2012 International Conference on Software and Computer Applications (ICSCA 2012)
IPCSIT vol. 41 (2012) © (2012) IACSIT Press, Singapore
Sharing of Generic Single-user Application without Interference in a
Cluster
Chen Guo, Cenzhe Zhu and Teng Tiow Tay
Electrical and Computer Engineering Department, National University of Singapore
Abstract. With increasing performance of general purpose computer and high speed communication,
cluster computing is becoming a promising research area. The trend in current computer technology also
points towards decreasing hardware and connection cost whereas software cost remains high and is now a
larger fraction of the overall computing budget. Application sharing is becoming a promising solution to
effectively reduce the overall cost of today’s computing. In this paper, we propose a novel application
sharing architecture for generic application sharing in a standard local area network. A middleware on top of
the operating system implements multiple-user management and resource management and provides a single
client view for the server. We provide a technique to extend single user software license for multiple user
usage and resolve the problem of working on proprietary operating systems. An App Share tool has been
implemented based on Microsoft Windows operating system. Performance has been evaluated on CPU
loading with multiple concurrent sessions. Our cluster application sharing system supports generic
applications, demonstrates good scalability and features true application sharing.

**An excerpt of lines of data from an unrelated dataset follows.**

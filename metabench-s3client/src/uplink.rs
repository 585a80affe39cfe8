use bytes::Bytes;

use crate::command::Invocation;
use crate::error::{ClientError, ClientResult};
use crate::{Client, Config, s3_url};

const PROGRAM: &str = "uplink";

/// A [`Client`] backed by the `uplink` command line tool.
#[derive(Debug)]
pub struct Uplink {
    config: Config,
}

impl Uplink {
    /// Creates a client.
    ///
    /// An existing configuration directory takes precedence. Without one, an access grant is
    /// required.
    pub fn new(config: Config) -> ClientResult<Self> {
        if let Some(dir) = &config.config_dir {
            tracing::info!(config_dir = %dir.display(), "using existing uplink config");
        } else if config.access.as_deref().is_none_or(str::is_empty) {
            return Err(ClientError::Config("access cannot be empty"));
        }

        Ok(Self { config })
    }

    /// Assembles the command for the given subcommand arguments.
    pub fn command<'a>(&self, subargs: impl IntoIterator<Item = &'a str>) -> Invocation {
        let invocation = Invocation::new(PROGRAM).args(subargs);
        match (&self.config.config_dir, &self.config.access) {
            (Some(dir), _) => invocation.arg("--config-dir").arg(dir),
            (None, access) => invocation
                .arg("--access")
                .arg(access.as_deref().unwrap_or_default()),
        }
    }
}

/// Splits line-oriented `ls` output.
fn parse_lines(output: &[u8]) -> Vec<String> {
    String::from_utf8_lossy(output)
        .trim_end_matches('\n')
        .split('\n')
        .map(str::to_owned)
        .collect()
}

#[async_trait::async_trait]
impl Client for Uplink {
    async fn make_bucket(&self, bucket: &str, _location: &str) -> ClientResult<()> {
        let target = s3_url(bucket, None);
        self.command(["mb", target.as_str()]).output(None).await?;
        Ok(())
    }

    async fn remove_bucket(&self, bucket: &str) -> ClientResult<()> {
        let target = s3_url(bucket, None);
        self.command(["rb", target.as_str()]).output(None).await?;
        Ok(())
    }

    async fn list_buckets(&self) -> ClientResult<Vec<String>> {
        let output = self.command(["ls"]).output(None).await?;
        Ok(parse_lines(&output))
    }

    async fn upload(&self, bucket: &str, object: &str, data: Bytes) -> ClientResult<()> {
        let target = s3_url(bucket, Some(object));
        self.command(["put", target.as_str()])
            .output(Some(data))
            .await?;
        Ok(())
    }

    async fn upload_multipart(
        &self,
        bucket: &str,
        object: &str,
        data: Bytes,
        _threshold: usize,
    ) -> ClientResult<()> {
        self.upload(bucket, object, data).await
    }

    async fn download(&self, bucket: &str, object: &str) -> ClientResult<Bytes> {
        let source = s3_url(bucket, Some(object));
        self.command(["cat", source.as_str()]).output(None).await
    }

    async fn delete(&self, bucket: &str, object: &str) -> ClientResult<()> {
        let target = s3_url(bucket, Some(object));
        self.command(["rm", target.as_str()]).output(None).await?;
        Ok(())
    }

    async fn list_objects(&self, bucket: &str, prefix: &str) -> ClientResult<Vec<String>> {
        let target = format!("{}/{prefix}", s3_url(bucket, None));
        let output = self.command(["ls", target.as_str()]).output(None).await?;
        Ok(parse_lines(&output))
    }
}

#[cfg(test)]
mod tests {
    use std::path::PathBuf;

    use super::*;

    fn args(invocation: &Invocation) -> Vec<&str> {
        invocation
            .args
            .iter()
            .map(|arg| arg.to_str().unwrap())
            .collect()
    }

    #[test]
    fn requires_access_without_config_dir() {
        let err = Uplink::new(Config::default()).unwrap_err();
        assert!(matches!(err, ClientError::Config(_)));

        let err = Uplink::new(Config {
            access: Some(String::new()),
            ..Default::default()
        })
        .unwrap_err();
        assert!(matches!(err, ClientError::Config(_)));
    }

    #[test]
    fn access_grant_is_appended() {
        let client = Uplink::new(Config {
            access: Some("grant".into()),
            ..Default::default()
        })
        .unwrap();

        let invocation = client.command(["ls", "s3://bucket/dir/"]);
        assert_eq!(invocation.program, "uplink");
        assert_eq!(
            args(&invocation),
            ["ls", "s3://bucket/dir/", "--access", "grant"]
        );
        assert!(invocation.env.is_empty());
    }

    #[test]
    fn config_dir_takes_precedence() {
        let client = Uplink::new(Config {
            config_dir: Some(PathBuf::from("/etc/uplink")),
            access: Some("grant".into()),
            ..Default::default()
        })
        .unwrap();

        let invocation = client.command(["rb", "s3://bucket"]);
        assert_eq!(
            args(&invocation),
            ["rb", "s3://bucket", "--config-dir", "/etc/uplink"]
        );
    }

    #[test]
    fn ls_output_lines() {
        assert_eq!(
            parse_lines(b"first\nsecond\n\n"),
            ["first", "second"]
        );
        assert_eq!(parse_lines(b"single"), ["single"]);
    }
}
impl Benchmark {
    /// Creates a benchmark for the given metabase.
    pub fn new(metabase: BoxedMetabase, config: BenchmarkConfig) -> Self {
        Self {
            metabase,
            config,
            objects: HashMap::new(),
        }
    }

    /// Returns the configuration of this benchmark.
    pub fn config(&self) -> &BenchmarkConfig {
        &self.config
    }

    /// Returns the objects uploaded for a scenario and not deleted yet.
    pub fn objects(&self, scenario: Scenario) -> &[ObjectLocation] {
        self.objects
            .get(&scenario)
            .map(Vec::as_slice)
            .unwrap_or_default()
    }

    /// Runs all phases.
    ///
    /// Only a failing migration is returned as an error. Failures within a scenario are
    /// logged and collected in [`BenchmarkRun::failures`].
    pub async fn run(&mut self) -> DriverResult<BenchmarkRun> {
        tracing::info!(metabase = self.metabase.name(), "migrating metabase");
        self.metabase
            .migrate_to_latest()
            .await
            .map_err(DriverError::Migration)?;

        let scenarios = self.config.scenarios();
        let mut run = BenchmarkRun::default();

        for &scenario in &scenarios {
            let recorder = Recorder::new(scenario);
            let result = self.upload(scenario, &recorder).await;
            run.finish("upload", recorder, result);
        }

        let recorder = Recorder::new(Scenario::NONE);
        let result = self.iterate(&recorder).await;
        run.finish("iterate", recorder, result);

        for &scenario in &scenarios {
            let recorder = Recorder::new(scenario);
            let result = self.list_segments(scenario, &recorder).await;
            run.finish("list segments", recorder, result);
        }

        for &scenario in &scenarios {
            let recorder = Recorder::new(scenario);
            let result = self.download(scenario, &recorder).await;
            run.finish("download", recorder, result);
        }

        for &scenario in &scenarios {
            let recorder = Recorder::new(scenario);
            let result = self.delete(scenario, &recorder).await;
            run.finish("delete", recorder, result);
        }

        Ok(run)
    }

    /// Uploads `count` objects of the given shape.
    ///
    /// Every part consists of `segments - 1` remote segments followed by one inline segment.
    /// Parts are uploaded concurrently.
    pub async fn upload(&mut self, scenario: Scenario, recorder: &Recorder) -> DriverResult<()> {
        let remote_segments = scenario.segments.saturating_sub(1);
        let inline_segments = scenario.segments.min(1);

        let progress = self.progress("upload", scenario, self.config.count);
        let started = Instant::now();

        for _ in 0..self.config.count {
            if started.elapsed() > self.config.max_duration {
                tracing::info!(%scenario, "upload reached maximum duration");
                break;
            }
            progress.inc(1);

            let stream = ObjectStream {
                project_id: self.config.project_id,
                bucket_name: self.config.bucket_name.clone(),
                object_key: format!("{}/{}", random_path(), Uuid::new_v4()),
                version: 1,
                stream_id: Uuid::new_v4(),
            };
            let total = Instant::now();

            timed(
                recorder,
                "Begin Object",
                self.metabase
                    .begin_object_exact_version(&stream, ENCRYPTION),
            )
            .await
            .map_err(operation("begin object", scenario))?;

            let parts = (0..scenario.parts).map(|part| {
                self.upload_part(&stream, part, remote_segments, inline_segments, recorder)
            });
            future::try_join_all(parts)
                .await
                .map_err(|(name, err)| operation(name, scenario)(err))?;

            timed(recorder, "Commit Object", self.metabase.commit_object(&stream))
                .await
                .map_err(operation("commit object", scenario))?;

            recorder.record("Upload Total", total.elapsed());
            self.objects
                .entry(scenario)
                .or_default()
                .push(stream.location());
        }

        progress.finish_and_clear();
        Ok(())
    }

    async fn upload_part(
        &self,
        stream: &ObjectStream,
        part: u32,
        remote_segments: u32,
        inline_segments: u32,
        recorder: &Recorder,
    ) -> Result<(), (&'static str, crate::metabase::MetabaseError)> {
        for index in 0..remote_segments {
            let position = SegmentPosition::new(part, index);
            let root_piece_id = PieceId(rand::random());
            let pieces = random_pieces(self.config.redundancy.optimal_shares);

            let begin = BeginSegment {
                stream: stream.clone(),
                position,
                root_piece_id,
                pieces: pieces.clone(),
            };
            timed(
                recorder,
                "Begin Remote Segment",
                self.metabase.begin_segment(begin),
            )
            .await
            .map_err(|err| ("begin remote segment", err))?;

            let size = rand::random_range(1..=64 * MIB);
            let commit = CommitSegment {
                stream: stream.clone(),
                position,
                encrypted_key: random_bytes(KEY_SIZE),
                encrypted_key_nonce: random_bytes(NONCE_SIZE),
                plain_size: size,
                encrypted_size: size,
                root_piece_id,
                pieces,
                redundancy: self.config.redundancy,
            };
            timed(
                recorder,
                "Commit Remote Segment",
                self.metabase.commit_segment(commit),
            )
            .await
            .map_err(|err| ("commit remote segment", err))?;
        }

        for offset in 0..inline_segments {
            let size = rand::random_range(1..=4 * KIB);
            let commit = CommitInlineSegment {
                stream: stream.clone(),
                position: SegmentPosition::new(part, remote_segments + offset),
                inline_data: Bytes::from(random_bytes(size as usize)),
                encrypted_key: random_bytes(KEY_SIZE),
                encrypted_key_nonce: random_bytes(NONCE_SIZE),
                plain_size: size,
            };
            timed(
                recorder,
                "Commit Inline Segment",
                self.metabase.commit_inline_segment(commit),
            )
            .await
            .map_err(|err| ("commit inline segment", err))?;
        }

        Ok(())
    }

    /// Iterates all objects of the benchmark bucket `count` times.
    pub async fn iterate(&self, recorder: &Recorder) -> DriverResult<()> {
        let scenario = Scenario::NONE;
        let progress = self.progress("iterate", scenario, self.config.count);
        let started = Instant::now();

        for _ in 0..self.config.count {
            if started.elapsed() > self.config.max_duration {
                tracing::info!("iterate reached maximum duration");
                break;
            }
            progress.inc(1);

            let start = Instant::now();
            let mut entries = self
                .metabase
                .iterate_objects_all_versions(self.config.project_id, &self.config.bucket_name)
                .await
                .map_err(operation("iterate objects", scenario))?;
            while let Some(entry) = entries.next().await {
                entry.map_err(operation("iterate objects", scenario))?;
            }
            recorder.record("Iterate Objects", start.elapsed());
        }

        progress.finish_and_clear();
        Ok(())
    }

    /// Lists all segments of every object uploaded for the scenario.
    pub async fn list_segments(&self, scenario: Scenario, recorder: &Recorder) -> DriverResult<()> {
        let objects = self.objects(scenario);
        let progress = self.progress("list segments", scenario, objects.len());

        for location in objects {
            progress.inc(1);

            let object = self
                .metabase
                .get_object_latest_version(location)
                .await
                .map_err(operation("get object", scenario))?;

            let start = Instant::now();
            let mut cursor = None;
            loop {
                let page = self
                    .metabase
                    .list_segments(ListSegments {
                        stream_id: object.stream.stream_id,
                        cursor,
                        limit: 0,
                    })
                    .await
                    .map_err(operation("list segments", scenario))?;

                match (page.more, page.segments.last()) {
                    (true, Some(last)) => cursor = Some(last.position),
                    _ => break,
                }
            }
            recorder.record("List Segments", start.elapsed());
        }

        progress.finish_and_clear();
        Ok(())
    }

    /// Fetches every object uploaded for the scenario and all of its segments.
    pub async fn download(&self, scenario: Scenario, recorder: &Recorder) -> DriverResult<()> {
        let objects = self.objects(scenario);
        let progress = self.progress("download", scenario, objects.len());

        for location in objects {
            progress.inc(1);
            let total = Instant::now();

            let object = timed(
                recorder,
                "Get Object",
                self.metabase.get_object_latest_version(location),
            )
            .await
            .map_err(operation("get object", scenario))?;

            for part in 0..scenario.parts {
                for index in 0..scenario.segments {
                    let position = SegmentPosition::new(part, index);
                    timed(
                        recorder,
                        "Get Segment",
                        self.metabase
                            .get_segment_by_position(object.stream.stream_id, position),
                    )
                    .await
                    .map_err(operation("get segment", scenario))?;
                }
            }

            recorder.record("Download Total", total.elapsed());
        }

        progress.finish_and_clear();
        Ok(())
    }

    /// Deletes every object uploaded for the scenario.
    ///
    /// The objects are forgotten even if a deletion fails.
    pub async fn delete(&mut self, scenario: Scenario, recorder: &Recorder) -> DriverResult<()> {
        let objects = self.objects.remove(&scenario).unwrap_or_default();
        let progress = self.progress("delete", scenario, objects.len());

        for location in &objects {
            progress.inc(1);

            timed(
                recorder,
                "Delete Object",
                self.metabase.delete_object_latest_version(location),
            )
            .await
            .map_err(operation("delete object", scenario))?;
        }

        progress.finish_and_clear();
        Ok(())
    }

    fn progress(&self, phase: &str, scenario: Scenario, len: usize) -> ProgressBar {
        if !self.config.progress {
            return ProgressBar::hidden();
        }

        let style = ProgressStyle::with_template("{msg} [{bar:40}] {pos}/{len} {elapsed}")
            .unwrap_or_else(|_| ProgressStyle::default_bar())
            .progress_chars("=> ");
        let message = if scenario.is_none() {
            format!("Benchmark {phase}")
        } else {
            format!("Benchmark {phase} ({scenario})")
        };

        ProgressBar::new(len as u64)
            .with_style(style)
            .with_message(message)
    }
}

Keywords: application sharing, cluster computing, peer-to-peer, remote access, Windows operating
system
1. Introduction
Cluster computing is emerging as a result of availability of powerful computers and high-performance
networks. It is becoming a promising research area in computer science and technology [1]. Cluster creates a
single system image of resources on different personal computers in a local area network, and offers high
system availability and reliability through the redundancy of resources. Surveys show that the utilization of
CPU cycles of desktop workstations is generally less than 10% [2], and thus a computer is in general able to
provide services and resources for other users without adversely affecting its owner [8]. Moreover, the
current computer technology trend is that hardware and connection cost decrease whereas the cost of the
software remains high and is becoming a larger fraction of the overall computing budget [2]. The diverging
cost for software and hardware and the low usage of network and computer resources are the motivations of
software/application sharing. Furthermore, as software tends to be priced on the basis of the number of
copies installed, and thus if the software is rarely used, the organization can decide to purchase only a single
copy, have it installed on a given computer and then allows anyone who wants to use that application to
access it from where they are, instead of having to use the application only from the computer in which the
application is installed.
The main goal of our research is to design and implement a generic application sharing architecture as a
standard communication interface for application sharing in a clustering system. We provide a technique to
extend a single user software resource for multiple user usage. And our research aims to provide true
application sharing with good usability and scalability. A middleware on top of operating system is in charge
of the multiple-user management and resource management. It connects to the application server via only
one connection channel and behaves as an agent to coordinate multiple users’ assessments. A peer-to-peer
application sharing tool called App Share is implemented based on Microsoft Windows operating system.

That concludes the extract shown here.